The USD has had its worst run in a few days as markets await the first customer inflation data in a year. On Tuesday, customer prices rose by 8.3% year-on-year in August, exceeding expectations; the news sparked a sell-off. EURUSD is down 1%, and BTCUSD is down 4%, as bulls fight to hold $21,000 support.
Higher inflation indicates that the Fed will continue to raise interest rates. Cheap money is not likely to return to the financial markets anytime soon.
The Labor Department reported that the CPI increased by 0.1%, whereas analysts predicted a 0.1% decrease. It may appear insignificant, but this is how vulnerable the markets are in the second half of 2022.
For the past few months, the US Dollar has been victorious. Cryptocurrencies and stocks rose as the dollar fell. At the same time, oil prices have been going down, and it looks like the tide of the war in Ukraine is changing as the defenders are able to push the Russian forces away.
However, optimism is still threatened because Azerbaijan has just launched an attack on Armenia in the disputed Nagorno-Karabakh region. Armenia has always had the support of the Russian Federation, and it looks like Azerbaijan decided to take advantage of Moscow’s long involvement in the invasion of Ukraine.
SimpleFX traders could profit from both price movements by shorting (selling) oil and the dollar and opening long positions on hot assets. The platform has recently attracted a large number of ethereum holders with their unique Stake & Trade accounts. They allow users to stake any amount of ETH in their pool, earn interest (which is added to the account every day), and trade with the locked funds. SimpleFX users can not only stake their tokens but also use leveraged shorts to hedge their long positions on Ethereum.
To commemorate the upcoming merge and transition of the Ethereum blockchain to proof-of-stake, SimpleFX has launched a special limited-time offer in which traders can receive a $150 gift for transferring funds to Stake & Trade accounts now.
What exactly does rising inflation imply?
In recent months, we have observed a one-of-a-kind situation. It was the US dollar versus all other currencies and asset classes. Market sentiment shifts from the belief that equities and cryptocurrency have reached their bottom and that now is the time to buy crypto stocks. If inflation remains high and interest rates remain high, the economy may suffer.
For the past few days, the US dollar has been losing ground. Many people have been left wondering what is causing this decline and what it means for them and their wallets. In this article, we will look at the reasons for the dollar’s decline as well as some of its consequences. Finally, we will provide some pointers on how you can capitalise on this trend.
Concerns about the US economy and its prospects are one of the most frequently cited reasons for the US dollar’s recent decline. Other things to blame are rising interest rates in many countries and trade tensions between the US and its trading partners.

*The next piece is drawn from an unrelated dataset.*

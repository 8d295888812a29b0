//! Flutter-facing bindings for the CannaLog core.

pub mod api;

People all over the world are struggling to keep their money safe from inflation. They have been investing in stocks and cryptocurrencies for many years. They are now facing a double threat: inflation and falling asset prices. The only way out is to actively trade. SimpleFX and other apps allow you to profit whenever the price of bitcoin, gold, USD, Tesla, or other symbols rises or falls. Trades that are executed at the right time can help you multiply your funds, while negative balance protection and adjustable leverage allow traders to diversify their risk and achieve a consistent return on their capital. Try SimpleFX right now.